Common Mistakes to Avoid
The biggest and most consequential mistake is assuming that a strong correlation implies a causal relationship. There may be confounding variables, reverse causation, or coincidental association. Students also sometimes apply Pearson's r to nonlinear relationships or ordinal data, where Spearman's rho would be more appropriate. Another error is not recognizing that a single outlier can dramatically inflate or deflate the correlation coefficient, and removing it can change the conclusion entirely.
Correlation FAQs
Common questions about correlation
Correlation only tells you that two variables move together; it cannot establish that one causes the other. There are several reasons: a third confounding variable might drive both (e.g., ice cream sales and drownings both increase in summer because of heat), the direction of causality might be reversed, or the association might be purely coincidental. Establishing causation requires controlled experiments or advanced causal inference methods that go beyond simple correlation.
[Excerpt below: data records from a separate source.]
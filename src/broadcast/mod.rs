//! Cross-context broadcast protocol
//!
//! Fire-and-forget, instance-scoped event delivery between sibling contexts
//! of one wallet session. Each event kind owns a channel-name prefix; the
//! concrete channel is `{PREFIX}_{instance_id}`. Channels are opened for a
//! single send and closed again, never held across the controller lifetime.
//!
//! Knowledge of the instance id is the only access control: any code holding
//! the bus and the id can subscribe. This is a trust boundary, not a
//! cryptographic guarantee.

mod bus;
mod popup;

pub use bus::{BroadcastBus, BusHandle, BusSubscription};
pub use popup::{PopupStoreChannel, PopupStoreHandler};

use serde::{Deserialize, Serialize};

use crate::config::ProviderConfig;
use crate::state::models::Theme;

/// Channel-name prefixes, one per event kind.
pub mod channels {
    pub const THEME_CHANGE: &str = "THEME_CHANGE";
    pub const LOGOUT: &str = "LOGOUT";
    pub const NETWORK_CHANGE: &str = "NETWORK_CHANGE";
    pub const SELECTED_ADDRESS_CHANGE: &str = "SELECTED_ADDRESS_CHANGE";
    pub const ACCOUNT_IMPORTED: &str = "ACCOUNT_IMPORTED";
}

pub fn channel_name(prefix: &str, instance_id: &str) -> String {
    format!("{}_{}", prefix, instance_id)
}

/// Wire envelope: `{ "data": { "type": ..., ...fields } }`.
#[derive(Clone, Debug, PartialEq, Serialize, Deserialize)]
pub struct ChannelEnvelope {
    pub data: ChannelMessage,
}

impl ChannelEnvelope {
    pub fn new(data: ChannelMessage) -> Self {
        Self { data }
    }
}

/// Tagged union of broadcast messages. Receivers switch on `type` and apply
/// an idempotent local effect; ordering across different kinds is not
/// guaranteed.
#[derive(Clone, Debug, PartialEq, Serialize, Deserialize)]
#[serde(tag = "type")]
pub enum ChannelMessage {
    #[serde(rename = "SET_THEME")]
    SetTheme { theme: Theme },
    #[serde(rename = "LOGOUT")]
    Logout,
    #[serde(rename = "NETWORK_CHANGE")]
    NetworkChange { network: ProviderConfig },
    #[serde(rename = "SELECTED_ADDRESS_CHANGE")]
    #[serde(rename_all = "camelCase")]
    SelectedAddressChange { selected_address: String },
    #[serde(rename = "ACCOUNT_IMPORTED")]
    #[serde(rename_all = "camelCase")]
    AccountImported { priv_key: String },
}

impl ChannelMessage {
    /// The channel-name prefix this message kind travels on.
    pub fn channel_prefix(&self) -> &'static str {
        match self {
            ChannelMessage::SetTheme { .. } => channels::THEME_CHANGE,
            ChannelMessage::Logout => channels::LOGOUT,
            ChannelMessage::NetworkChange { .. } => channels::NETWORK_CHANGE,
            ChannelMessage::SelectedAddressChange { .. } => channels::SELECTED_ADDRESS_CHANGE,
            ChannelMessage::AccountImported { .. } => channels::ACCOUNT_IMPORTED,
        }
    }
}

#[cfg(test)]
mod tests {
    use super::*;

    #[test]
    fn test_channel_name_format() {
        assert_eq!(
            channel_name(channels::SELECTED_ADDRESS_CHANGE, "XYZ"),
            "SELECTED_ADDRESS_CHANGE_XYZ"
        );
    }

    #[test]
    fn test_message_wire_shape() {
        let envelope = ChannelEnvelope::new(ChannelMessage::SelectedAddressChange {
            selected_address: "addrA".to_string(),
        });
        let json = serde_json::to_value(&envelope).unwrap();
        assert_eq!(json["data"]["type"], "SELECTED_ADDRESS_CHANGE");
        assert_eq!(json["data"]["selectedAddress"], "addrA");
    }

    #[test]
    fn test_theme_message_tag() {
        let envelope = ChannelEnvelope::new(ChannelMessage::SetTheme { theme: Theme::Light });
        let json = serde_json::to_value(&envelope).unwrap();
        assert_eq!(json["data"]["type"], "SET_THEME");
        assert_eq!(json["data"]["theme"], "light");
    }
}
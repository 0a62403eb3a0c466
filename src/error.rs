use thiserror::Error;

#[derive(Error, Debug)]
pub enum SessionError {
    #[error("Unsupported network: {0}")]
    UnsupportedNetwork(String),

    #[error("Private Key Cannot Be Empty")]
    EmptyPrivateKey,

    #[error("Invalid Import Strategy: {0}")]
    InvalidImportStrategy(String),

    #[error("Session not initialized")]
    NotInitialized,

    #[error("Engine error: {0}")]
    Engine(String),

    #[error("Identity provider error: {0}")]
    IdentityProvider(String),

    #[error("Storage error: {0}")]
    Storage(#[from] StorageError),
}

#[derive(Error, Debug)]
pub enum StorageError {
    #[error("IO error: {0}")]
    Io(#[from] std::io::Error),

    #[error("JSON error: {0}")]
    Json(#[from] serde_json::Error),

    #[error("Storage unavailable: {0}")]
    Unavailable(String),
}
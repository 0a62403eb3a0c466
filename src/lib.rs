//! Cross-context session controller for an embedded browser wallet
//!
//! A wallet can run in several browser contexts at once (main window,
//! iframes, popups) that share no memory. This crate keeps them consistent:
//!
//! - `state` - the authoritative replica snapshot and its derived views
//! - `storage` - redacting persistence that survives reloads
//! - `broadcast` - instance-scoped, fire-and-forget event channels between
//!   sibling contexts
//! - `dispatcher` - the RPC method table exposed to the embedding page
//! - `session` - lifecycle: instance identity, init, logout, communication
//!
//! The wallet engine (keys, RPC connections, balances) and the upstream
//! identity provider are external collaborators reached through the traits
//! in `engine`.

pub mod broadcast;
pub mod comm;
pub mod config;
pub mod dispatcher;
pub mod engine;
pub mod error;
pub mod notify;
pub mod session;
pub mod state;
pub mod storage;

pub use config::{ContextKind, ProviderConfig, SessionConfig};
pub use engine::{EngineConfig, EngineEvent, EngineFactory, IdentityProvider, WalletEngine};
pub use error::{SessionError, StorageError};
pub use session::{LifecyclePhase, SessionController};
pub use state::{StateStore, WalletState};
pub use storage::{FileStorage, MemoryStorage, PersistedSnapshot, SnapshotPersister, StorageBackend};
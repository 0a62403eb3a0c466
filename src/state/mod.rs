//! Session state
//!
//! - `models.rs` - wallet snapshot sub-states and derived view models
//! - `store.rs` - the replica store and its pure getters

pub mod models;
pub mod store;

pub use models::{
    AccountBalance, AccountPreferences, BillboardEvent, Contact, ContactPayload, DiscoverDapp,
    FungibleToken, KeyringAccount, KeyringState, LoadingState, LoginRequest, NetworkState,
    NftMeta, NonFungibleToken, PreferencesState, Theme, TokenAmount, TokenHolding, TokenMeta,
    TransactionActivity, UserInfo, WalletState,
};
pub use store::StateStore;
Use Spearman's rank correlation when your data are ordinal (e.g., survey rankings), when the relationship is monotonic but not necessarily linear, or when your data contain outliers that would distort Pearson's r. Spearman's rho is based on the ranks of the data rather than the raw values, making it more robust to skewness and outliers. If your data are roughly bivariate normal and the relationship is linear, Pearson's r is preferred because it is more statistically powerful.